A U.N. human rights report released on June 29 stated that many means and methods of the Russian-Ukrainian war violate international humanitarian law. While attributing most of the violations to Russia forces, the investigators did not absolve Ukraine.
“While on a much lower scale, it also appears likely that Ukrainian armed forces did not fully comply with [humanitarian law] in eastern parts of the country,” the report said.
A residential building in the Donetsk region town of Chasiv Yar was shelled on July 9, killing at least 48 people. According to the head of the Donetsk region, the Russian military fired four rockets from a Uragan multiple rocket launcher.
“The attack in Chasiv Yar killing 34+ innocent people shows the brutal truth behind its campaign of lies,” the British Ministry of Defense wrote on July 12. (At that time, there were 34 confirmed victims of the strike.)
A second OSCE report, published on July 14, confirmed that Russian attacks had killed many civilians, and damaged or destroyed civilian infrastructure in many Ukrainian cities and villages, including houses, hospitals, cultural heritage sites, schools, high-rise residential buildings and administrative buildings.
The report also documented evidence that Ukrainian civilians had been forcibly transferred to Russia, as well as evidence of rapes, torture, executions and looting perpetrated by Russian military personnel.
According to the Office of the U.N. High Commissioner for Human Rights (OHCHR), between February 24, the day Russia launched its full-scale invasion of Ukraine, and August 21, there were 13,477 civilian casualties in Ukraine – 5,587 killed and 7,890 injured.
“Most of the civilian casualties recorded were caused by the use of explosive weapons with wide area effects, including shelling from heavy artillery, multiple launch rocket systems, missiles, and air strikes,” the report stated.
Ukraine has begun prosecuting Russian POWs accused of war crimes. Meantime, Russian occupation officials in the Donetsk province plan to prosecute members of the Ukrainian Azov Regiment captured in the fall of Mariupol. On August 10, Reuters reported:
“Though the Azov prisoners have not yet been formally charged, on Aug. 2 Russia's supreme court ruled the regiment was a terrorist organization, clearing the way for captured fighters to be charged as such.
“Ukraine, which has itself tried and convicted a string of Russian soldiers for war crimes committed against civilians, says the Azov captives are prisoners of war, deserving of protection under the Geneva Conventions.

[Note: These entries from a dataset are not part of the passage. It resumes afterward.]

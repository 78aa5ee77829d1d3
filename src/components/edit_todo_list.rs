//! Edit Todo List Page
//!
//! Loads the list named by the route and wires the editor actions to it.

use leptos::prelude::*;
use leptos::task::spawn_local;
use leptos_router::hooks::use_params;
use leptos_router::params::Params;

use crate::auth::use_auth;
use crate::components::spinner::Spinner;
use crate::components::todo_input::TodoInput;
use crate::components::todo_list::TodoList;
use crate::components::todo_list_name::TodoListName;
use crate::context::AppContext;
use crate::editor::{EditorView, ListEditor};
use crate::hooks::{use_todo_list_query, TodoHooks};
use crate::models::TodoItem;

#[derive(Params, Clone, Debug, PartialEq)]
struct TodoListParams {
    todo_list_id: Option<String>,
}

#[component]
pub fn EditTodoList() -> impl IntoView {
    let ctx = use_context::<AppContext>().expect("AppContext should be provided");
    let hooks = TodoHooks::new(ctx, use_auth());

    let params = use_params::<TodoListParams>();
    let route_param = Signal::derive(move || {
        params
            .get()
            .ok()
            .and_then(|p| p.todo_list_id)
            .unwrap_or_default()
    });
    let query = use_todo_list_query(route_param);

    let editor = move || ListEditor::new(route_param.get_untracked(), hooks);

    let add_todo_item = Callback::new(move |item: TodoItem| {
        let editor = editor();
        spawn_local(async move {
            if let Err(err) = editor.add_todo_item(item).await {
                tracing::warn!(error = %err, "could not add item");
            }
        });
    });

    let set_todo_list_name = Callback::new(move |name: String| {
        let editor = editor();
        let loaded = query.with_untracked(|q| q.loaded().cloned());
        spawn_local(async move {
            if let Err(err) = editor.set_todo_list_name(loaded.as_ref(), &name).await {
                tracing::warn!(error = %err, "could not rename list");
            }
        });
    });

    let update_todo_item = Callback::new(move |item: TodoItem| {
        let editor = editor();
        spawn_local(async move {
            if let Err(err) = editor.update_todo_item(&item).await {
                tracing::warn!(error = %err, item_id = ?item.id, "could not update item");
            }
        });
    });

    let delete_todo_item = Callback::new(move |item: TodoItem| {
        let editor = editor();
        spawn_local(async move {
            if let Err(err) = editor.delete_todo_item(&item).await {
                tracing::warn!(error = %err, item_id = ?item.id, "could not delete item");
            }
        });
    });

    view! {
        <section class="edit-todo-list">
            <a href="/" class="back-link">"← All lists"</a>
            {move || match query.with(|q| q.view()) {
                EditorView::Loading => view! { <Spinner /> }.into_any(),
                EditorView::Content(list) => {
                    view! {
                        <TodoListName
                            todo_list_name=list.name
                            set_todo_list_name=set_todo_list_name
                        />
                        <TodoInput add_todo_item=add_todo_item />
                        <TodoList
                            todo_items=list.todo_items
                            update_todo_item=update_todo_item
                            delete_todo_item=delete_todo_item
                        />
                    }
                        .into_any()
                }
                EditorView::Failed(message) => {
                    view! { <p class="error-message" role="alert">{message}</p> }.into_any()
                }
                EditorView::Empty => ().into_any(),
            }}
        </section>
    }
}
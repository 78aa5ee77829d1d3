//! SDK Option and Result Types
//!
//! Field names follow the SDK's JavaScript option objects, which mix
//! snake_case (`client_id`, `redirect_uri`) and camelCase (`appState`).

use serde::{Deserialize, Serialize};
use serde_json::{Map, Value};

/// Where the SDK caches tokens
#[derive(Debug, Clone, Copy, PartialEq, Eq, Serialize)]
#[serde(rename_all = "lowercase")]
pub enum CacheLocation {
    Memory,
    LocalStorage,
}

/// Options for `createAuth0Client`
#[derive(Debug, Clone, Default, PartialEq, Serialize)]
pub struct ClientOptions {
    pub domain: String,
    pub client_id: String,
    #[serde(skip_serializing_if = "Option::is_none")]
    pub redirect_uri: Option<String>,
    #[serde(skip_serializing_if = "Option::is_none")]
    pub audience: Option<String>,
    #[serde(skip_serializing_if = "Option::is_none")]
    pub scope: Option<String>,
    #[serde(rename = "cacheLocation", skip_serializing_if = "Option::is_none")]
    pub cache_location: Option<CacheLocation>,
}

/// Options for popup and redirect logins
#[derive(Debug, Clone, Default, PartialEq, Serialize)]
pub struct LoginOptions {
    #[serde(skip_serializing_if = "Option::is_none")]
    pub redirect_uri: Option<String>,
    #[serde(skip_serializing_if = "Option::is_none")]
    pub audience: Option<String>,
    #[serde(skip_serializing_if = "Option::is_none")]
    pub scope: Option<String>,
    #[serde(skip_serializing_if = "Option::is_none")]
    pub prompt: Option<String>,
    /// Round-tripped through the redirect and handed back in [`RedirectResult`]
    #[serde(rename = "appState", skip_serializing_if = "Option::is_none")]
    pub app_state: Option<Value>,
}

/// Options for token and claims lookups
#[derive(Debug, Clone, Default, PartialEq, Serialize)]
pub struct TokenOptions {
    #[serde(skip_serializing_if = "Option::is_none")]
    pub audience: Option<String>,
    #[serde(skip_serializing_if = "Option::is_none")]
    pub scope: Option<String>,
    #[serde(rename = "ignoreCache", skip_serializing_if = "std::ops::Not::not")]
    pub ignore_cache: bool,
}

#[derive(Debug, Clone, Default, PartialEq, Serialize)]
pub struct LogoutOptions {
    #[serde(rename = "returnTo", skip_serializing_if = "Option::is_none")]
    pub return_to: Option<String>,
    #[serde(skip_serializing_if = "Option::is_none")]
    pub client_id: Option<String>,
    #[serde(skip_serializing_if = "std::ops::Not::not")]
    pub federated: bool,
}

/// Outcome of `handleRedirectCallback`
#[derive(Debug, Clone, Default, PartialEq, Deserialize)]
pub struct RedirectResult {
    #[serde(rename = "appState", default)]
    pub app_state: Option<Value>,
}

/// OIDC user profile
#[derive(Debug, Clone, Default, PartialEq, Serialize, Deserialize)]
pub struct UserProfile {
    #[serde(default)]
    pub sub: String,
    #[serde(default)]
    pub name: Option<String>,
    #[serde(default)]
    pub nickname: Option<String>,
    #[serde(default)]
    pub email: Option<String>,
    #[serde(default)]
    pub email_verified: Option<bool>,
    #[serde(default)]
    pub picture: Option<String>,
    #[serde(default)]
    pub updated_at: Option<String>,
    /// Custom claims and anything else the provider sends
    #[serde(flatten)]
    pub extra: Map<String, Value>,
}

impl UserProfile {
    /// Best human-readable name: name, then nickname, email, subject
    pub fn display_name(&self) -> &str {
        self.name
            .as_deref()
            .or(self.nickname.as_deref())
            .or(self.email.as_deref())
            .unwrap_or(&self.sub)
    }
}

/// Decoded ID token claims
#[derive(Debug, Clone, Default, PartialEq, Serialize, Deserialize)]
pub struct IdTokenClaims {
    /// The encoded ID token
    #[serde(rename = "__raw", default)]
    pub raw: String,
    #[serde(flatten)]
    pub profile: UserProfile,
}

#[cfg(test)]
mod tests {
    use super::*;
    use serde_json::json;

    #[test]
    fn test_client_options_skip_unset_fields() {
        let options = ClientOptions {
            domain: "tenant.eu.auth0.com".to_string(),
            client_id: "abc".to_string(),
            cache_location: Some(CacheLocation::LocalStorage),
            ..Default::default()
        };
        let value = serde_json::to_value(&options).unwrap();
        assert_eq!(
            value,
            json!({
                "domain": "tenant.eu.auth0.com",
                "client_id": "abc",
                "cacheLocation": "localstorage",
            })
        );
    }

    #[test]
    fn test_login_options_use_sdk_names() {
        let options = LoginOptions {
            redirect_uri: Some("http://localhost:8080".to_string()),
            app_state: Some(json!({ "targetUrl": "/lists/3" })),
            ..Default::default()
        };
        let value = serde_json::to_value(&options).unwrap();
        assert_eq!(value["redirect_uri"], "http://localhost:8080");
        assert_eq!(value["appState"]["targetUrl"], "/lists/3");
        assert!(value.get("prompt").is_none());
    }

    #[test]
    fn test_boolean_flags_only_sent_when_set() {
        let value = serde_json::to_value(&TokenOptions::default()).unwrap();
        assert_eq!(value, json!({}));

        let value = serde_json::to_value(&LogoutOptions {
            federated: true,
            ..Default::default()
        })
        .unwrap();
        assert_eq!(value, json!({ "federated": true }));
    }

    #[test]
    fn test_redirect_result_without_app_state() {
        let result: RedirectResult = serde_json::from_value(json!({})).unwrap();
        assert_eq!(result.app_state, None);
    }

    #[test]
    fn test_user_profile_keeps_custom_claims() {
        let profile: UserProfile = serde_json::from_value(json!({
            "sub": "auth0|42",
            "nickname": "ada",
            "https://example.com/roles": ["admin"],
        }))
        .unwrap();
        assert_eq!(profile.sub, "auth0|42");
        assert_eq!(profile.display_name(), "ada");
        assert_eq!(profile.extra["https://example.com/roles"], json!(["admin"]));
    }

    #[test]
    fn test_display_name_falls_back_to_subject() {
        let profile = UserProfile {
            sub: "auth0|7".to_string(),
            ..Default::default()
        };
        assert_eq!(profile.display_name(), "auth0|7");
    }

    #[test]
    fn test_id_token_claims_split_raw_token() {
        let claims: IdTokenClaims = serde_json::from_value(json!({
            "__raw": "eyJhbGciOi...",
            "sub": "auth0|42",
            "email": "ada@example.com",
        }))
        .unwrap();
        assert_eq!(claims.raw, "eyJhbGciOi...");
        assert_eq!(claims.profile.email.as_deref(), Some("ada@example.com"));
    }
}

“‘The first tribunal will take place probably in Mariupol, and it will be organized before the end of summer,’ ”Denis Pushilin, head of the self-proclaimed Donetsk People's Republic, told reporters during a tour organized by Russia's defense ministry."
Handling the thousands of accusations against Russian forces would likely overwhelm Ukraine’s justice system. An August 12 analysis by journalist Justin Ling in Foreign Policy reported:
“Ukraine has already begun laying charges against captured Russian soldiers: Its first conviction, of a tank unit sergeant who executed an unarmed civilian, resulted in a conviction in May. That case was relatively straightforward: The sergeant admitted to shooting the Ukrainian man but said he was merely following orders. (This so-called Nuremberg defense is generally not accepted under international law.)
“Ukraine’s legal system simply does not have the capacity to handle the sheer volume of cases that are expected: Then-Prosecutor General Iryna Venediktova told the BBC last month they have received reports of some 21,000 war crimes. Even a peacetime Ukraine would be stretched beyond capacity.
“They are not entirely alone. The International Criminal Court has established a full investigative team in Ukraine and is actively collecting evidence for possible prosecutions. Kyiv has launched proceedings at the International Court of Justice, accusing Russia of genocide. Another case, albeit largely symbolic, was launched at the European Court of Human Rights. Ukraine’s allies, including the United States and European Union, have offered support for these war crimes investigations."